Now let's look at how, using the prefix table, to determine where to move the pointer when a character mismatches. As shown in the animation:
# The prefix table and the next array
Many KMP implementations use the next array for backtracking. So, how is the next array related to the prefix table?
The next array can be the prefix table, but many implementations offset the prefix table by one (right-shift all values, setting the initial value to -1). This acts as the next array.
Why do they do this? This aspect is often unexplained in articles or videos.
Actually, it doesn’t concern the KMP’s principles but its concrete implementation. The next array can either be the prefix table or be a prefix table offset by one.
Later on, I will offer two different implementation codes, and you will understand.

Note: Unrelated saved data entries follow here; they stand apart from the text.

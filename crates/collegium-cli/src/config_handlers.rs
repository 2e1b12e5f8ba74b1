//! Handler functions for config CLI commands.
//!
//! Implements the config subcommands (`path`, `get`, `set`, `init`, `export`)
//! parameterized over any type implementing [`ConfigManager`]. Output goes
//! to the supplied writer so the handlers can be checked without a terminal.

use std::io::Write;
use std::path::PathBuf;

use collegium_core::config::{
    CollegiumConfig, ConfigManager, format_toml_value, get_nested_value, parse_value,
    set_nested_value,
};
use collegium_core::{Error, Result};

use crate::cli::ConfigAction;

// ============================================================================
// Command dispatch
// ============================================================================

/// Handle a config subcommand for [`CollegiumConfig`], printing to stdout.
pub fn handle_config_command(config_path: Option<&str>, action: ConfigAction) -> Result<()> {
    let stdout = std::io::stdout();
    let mut out = stdout.lock();
    match action {
        ConfigAction::Path => cmd_config_path::<CollegiumConfig>(config_path, &mut out),
        ConfigAction::Get { key } => {
            cmd_config_get::<CollegiumConfig>(config_path, &key, &mut out)
        }
        ConfigAction::Set { key, value } => {
            cmd_config_set::<CollegiumConfig>(config_path, &key, &value, &mut out)
        }
        ConfigAction::Init { file, force } => {
            cmd_config_init::<CollegiumConfig>(file.as_deref(), force, &mut out)
        }
        ConfigAction::Export { docker_env } => {
            let config = CollegiumConfig::load(config_path)?;
            cmd_config_export(&config, docker_env, &mut out)
        }
    }
}

fn emit(out: &mut impl Write, line: impl std::fmt::Display) -> Result<()> {
    writeln!(out, "{line}").map_err(|e| Error::io_with_path(e, "<stdout>"))
}

// ============================================================================
// Generic command handlers
// ============================================================================

/// Show the resolved config file path.
pub fn cmd_config_path<C: ConfigManager>(
    config_path: Option<&str>,
    out: &mut impl Write,
) -> Result<()> {
    let path = C::resolve_config_path(config_path).ok_or_else(|| {
        Error::config("Could not determine config directory for this platform")
    })?;
    emit(out, path.display())?;
    if !path.exists() {
        eprintln!(
            "(file does not exist; run `{} config init` to create it)",
            C::project_name()
        );
    }
    Ok(())
}

/// Print a configuration value by dotted key.
///
/// The value reflects the file, environment overrides and defaults.
pub fn cmd_config_get<C: ConfigManager>(
    config_path: Option<&str>,
    key: &str,
    out: &mut impl Write,
) -> Result<()> {
    let config = C::load(config_path)?;
    let value = toml::Value::try_from(&config).map_err(|e| Error::config(e.to_string()))?;
    let found = get_nested_value(&value, key)
        .ok_or_else(|| Error::config(format!("Key '{key}' not found in configuration")))?;
    emit(out, format_toml_value(found))
}

/// Set a configuration value by dotted key in the config file.
///
/// The edited document must still load as a valid configuration; an
/// invalid edit is rejected and the file is left untouched.
pub fn cmd_config_set<C: ConfigManager>(
    config_path: Option<&str>,
    key: &str,
    value: &str,
    out: &mut impl Write,
) -> Result<()> {
    let path = C::resolve_config_path(config_path)
        .ok_or_else(|| Error::config("Could not determine config directory"))?;

    if !path.exists() {
        return Err(Error::config(format!(
            "Config file does not exist at {}. Run `{} config init` first.",
            path.display(),
            C::project_name()
        )));
    }
    let content = std::fs::read_to_string(&path).map_err(|e| Error::io_with_path(e, &path))?;
    let mut doc: toml::Value = toml::from_str(&content)
        .map_err(|e| Error::config(format!("Failed to parse {}: {e}", path.display())))?;

    set_nested_value(&mut doc, key, parse_value(value))?;

    let checked: C = doc
        .clone()
        .try_into()
        .map_err(|e| Error::config(format!("Invalid value for '{key}': {e}")))?;
    checked.validate()?;

    let toml_str = toml::to_string_pretty(&doc).map_err(|e| Error::config(e.to_string()))?;
    std::fs::write(&path, toml_str).map_err(|e| Error::io_with_path(e, &path))?;

    log::info!("Updated {key} in {}", path.display());
    emit(out, format!("Set {key} = {value} in {}", path.display()))
}

/// Create a default configuration file.
pub fn cmd_config_init<C: ConfigManager>(
    file: Option<&str>,
    force: bool,
    out: &mut impl Write,
) -> Result<()> {
    let path = match file {
        Some(p) => PathBuf::from(p),
        None => C::default_config_path()
            .ok_or_else(|| Error::config("Could not determine config directory"))?,
    };

    if path.exists() && !force {
        return Err(Error::config(format!(
            "Config file already exists at {}. Use --force to overwrite.",
            path.display()
        )));
    }

    if let Some(parent) = path.parent() {
        std::fs::create_dir_all(parent).map_err(|e| Error::io_with_path(e, parent))?;
    }

    let toml_str = C::default().to_toml_string()?;
    std::fs::write(&path, &toml_str).map_err(|e| Error::io_with_path(e, &path))?;

    emit(out, format!("Config file created at {}", path.display()))
}

/// Export configuration as environment variables.
pub fn cmd_config_export<C: ConfigManager>(
    config: &C,
    docker_env: bool,
    out: &mut impl Write,
) -> Result<()> {
    for (key, value) in config.to_env_vars()? {
        if docker_env {
            emit(out, format!("--env {key}={value}"))?;
        } else {
            emit(out, format!("{key}={value}"))?;
        }
    }
    Ok(())
}

// ============================================================================
// Tests
// ============================================================================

# Use the next array for matching
Below, we use the next array after subtracting one from the prefix table.
With the next array on hand, we can match the text string s with the pattern string t.
Define two pointers, j pointing to the start of the pattern and i pointing to the start of the text.
Therefore, j's initial value remains -1. Why? Because the next array records an initial position of -1.
i starts at 0 to iterate through the text string, as follows:
for (int i = 0; i < s.size(); i++)
Then, compare s[i] with t[j + 1] (note j starts at -1).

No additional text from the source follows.